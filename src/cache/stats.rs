//! Cache Statistics Module
//!
//! Tracks lookup outcomes and evictions, and carries the point-in-time view
//! of the engine returned by `CacheEngine::stats`.

use serde::Serialize;

// == Cache Stats ==
/// Cache counters plus a snapshot of the current contents.
#[derive(Debug, Clone, Default, PartialEq, Serialize)]
pub struct CacheStats {
    /// Current number of entries
    pub size: usize,
    /// Keys of all current entries, sorted
    pub keys: Vec<String>,
    /// Fetches currently executing
    pub in_flight_count: usize,
    /// Sum of estimated entry sizes in bytes
    pub memory_bytes: usize,
    /// Keys with an active auto-refresh subscription
    pub auto_refresh_count: usize,
    /// Lookups answered from a fresh entry
    pub hits: u64,
    /// Lookups that started a new fetch
    pub misses: u64,
    /// Lookups answered from an expired entry while revalidating
    pub stale_hits: u64,
    /// Lookups that joined a fetch already in flight
    pub coalesced: u64,
    /// Entries removed by the LFU policy
    pub evictions: u64,
    /// Fetches that settled with an error
    pub fetch_failures: u64,
}

impl CacheStats {
    // == Constructor ==
    /// Creates a new CacheStats with all counters at zero.
    pub fn new() -> Self {
        Self::default()
    }

    // == Hit Rate ==
    /// Share of lookups served without waiting on a fetch.
    ///
    /// Stale hits count as served; returns 0.0 if no lookups have been made.
    pub fn hit_rate(&self) -> f64 {
        let served = self.hits + self.stale_hits;
        let total = served + self.misses + self.coalesced;
        if total == 0 {
            0.0
        } else {
            served as f64 / total as f64
        }
    }

    pub fn record_hit(&mut self) {
        self.hits += 1;
    }

    pub fn record_miss(&mut self) {
        self.misses += 1;
    }

    pub fn record_stale_hit(&mut self) {
        self.stale_hits += 1;
    }

    pub fn record_coalesced(&mut self) {
        self.coalesced += 1;
    }

    pub fn record_evictions(&mut self, count: usize) {
        self.evictions += count as u64;
    }

    pub fn record_fetch_failure(&mut self) {
        self.fetch_failures += 1;
    }
}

_ _ _ _ _

Your instructions ::
Find the string "that" in the listing and copy every line in which it occurs.

Response below ::
    /// Lookups that started a new fetch
    /// Lookups that joined a fetch already in flight
    /// Fetches that settled with an error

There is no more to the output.